The bill (LB580) creates an independent citizens commission to craft new districts that provide relative population parity following the 2020 census.
The proposal is the product of almost two years of discussion and compromise by Sen. John Murante of Gretna, a Republican, and Sen. Heath Mello of Omaha, a Democrat.
Under it, proposed redistricting plans would be submitted to the Legislature in 2021 for approval or disapproval.
If a redistricting proposal were rejected by the Legislature, the commission would meet again to submit a revised plan.
"That ensures that the Legislature and its staff would never be drawing the maps" that ultimately created the new districts, Mello said.
The legislative research office would be called upon early in the process to prepare maps at the direction of the commission.
The nine-member citizens commission would be composed of five members of one political party and four members of the other. The majority would be composed of members of the party that won the preceding gubernatorial election.
No party officials, officeholders or lobbyists would be eligible to serve on the commission.
Members of the commission would be selected by state senators, who would caucus by congressional district.

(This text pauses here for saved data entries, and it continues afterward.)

use async_trait::async_trait;
use serde_json::{json, Value};

use crate::{ImageEncoding, LlmCall, LlmError, LlmResult, ProviderClient};

/// A provider speaking the OpenAI-compatible chat-completions wire format
/// (shape shared by most hosted providers). Grounded on the teacher's
/// `OpenRouterClient`: a thin `reqwest::Client` wrapper with one `complete`
/// entry point.
pub struct OpenAiCompatibleClient {
    name: String,
    base_url: String,
    api_key: String,
    client: reqwest::Client,
    multimodal: bool,
}

impl OpenAiCompatibleClient {
    pub fn new(name: impl Into<String>, base_url: impl Into<String>, api_key: impl Into<String>, multimodal: bool) -> Self {
        Self {
            name: name.into(),
            base_url: base_url.into(),
            api_key: api_key.into(),
            client: reqwest::Client::new(),
            multimodal,
        }
    }

    fn content_payload(&self, call: &LlmCall) -> Value {
        if call.images.is_empty() {
            return json!(call.prompt);
        }

        let mut parts = vec![json!({ "type": "text", "text": call.prompt })];
        for image in &call.images {
            let url = match image.encoding {
                ImageEncoding::Url => image.data.clone(),
                ImageEncoding::Base64 => {
                    let mime = image.mime.as_deref().unwrap_or("image/png");
                    format!("data:{mime};base64,{}", image.data)
                }
            };
            parts.push(json!({ "type": "image_url", "image_url": { "url": url } }));
        }
        json!(parts)
    }
}

#[async_trait]
impl ProviderClient for OpenAiCompatibleClient {
    fn name(&self) -> &str {
        &self.name
    }

    fn supports_multimodal(&self) -> bool {
        self.multimodal
    }

    async fn complete(&self, call: &LlmCall, model: &str) -> Result<LlmResult, LlmError> {
        let body = json!({
            "model": model,
            "messages": [
                { "role": "system", "content": call.task_type.provider_scene() },
                { "role": "user", "content": self.content_payload(call) },
            ],
            "max_tokens": call.max_tokens.unwrap_or(call.quality.max_reply_tokens()),
        });

        let response = self
            .client
            .post(format!("{}/chat/completions", self.base_url))
            .bearer_auth(&self.api_key)
            .json(&body)
            .send()
            .await
            .map_err(|err| LlmError::Transport {
                provider: self.name.clone(),
                source: anyhow::anyhow!(err),
            })?;

        if !response.status().is_success() {
            return Err(LlmError::Transport {
                provider: self.name.clone(),
                source: anyhow::anyhow!("http status {}", response.status()),
            });
        }

        let value: Value = response.json().await.map_err(|err| LlmError::Transport {
            provider: self.name.clone(),
            source: anyhow::anyhow!(err),
        })?;

        parse_chat_response(&self.name, model, &value)
    }
}

fn parse_chat_response(provider: &str, model: &str, value: &Value) -> Result<LlmResult, LlmError> {
    let text = value["choices"][0]["message"]["content"]
        .as_str()
        .unwrap_or_default()
        .to_string();

    let input_tokens = value["usage"]["prompt_tokens"].as_u64().unwrap_or(0) as u32;
    let output_tokens = value["usage"]["completion_tokens"].as_u64().unwrap_or(0) as u32;

    Ok(LlmResult {
        text,
        provider: provider.to_string(),
        model: model.to_string(),
        input_tokens,
        output_tokens,
        cost_usd: 0.0,
        latency_ms: 0,
    })
}

#[cfg(test)]
mod tests {
    use super::*;

    #[test]
    fn parses_text_and_token_usage() {
        let raw = json!({
            "choices": [{ "message": { "content": "hello there" } }],
            "usage": { "prompt_tokens": 12, "completion_tokens": 4 }
        });
        let result = parse_chat_response("acme", "gpt", &raw).unwrap();
        assert_eq!(result.text, "hello there");
        assert_eq!(result.input_tokens, 12);
        assert_eq!(result.output_tokens, 4);
    }

    #[test]
    fn missing_fields_default_to_empty_and_zero() {
        let raw = json!({});
        let result = parse_chat_response("acme", "gpt", &raw).unwrap();
        assert_eq!(result.text, "");
        assert_eq!(result.input_tokens, 0);
        assert_eq!(result.output_tokens, 0);
    }
}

The proposed redistricting plans recommended by the commission would be submitted to the attorney general and the secretary state for formal opinions that assure their constitutionality.
Murante and Mello decided to work together in an effort to take most of the partisan politics out of redistricting decisions made by the nonpartisan Nebraska Legislature.
The political parties and elected partisan officeholders have been particularly engaged in the shadows during reapportionment of Nebraska's congressional districts.
The bill contains a series of guiding principles that the commission would be directed to follow.
Topping the list, which was arranged in order of priorities, was population parity among the districts and adherence to county lines.
Other guiding principles include ensuring that congressional districts are compact and contiguous.
Farther down the list is creation of districts with communities of common interest.
Districts with population deviations nearest to zero is 10th on the list.
However, the bill states that population must be "as nearly equal as practicable," and the measure would establish strict limits on population deviation.
In the case of legislative districts, population disparity could reach 10 percent.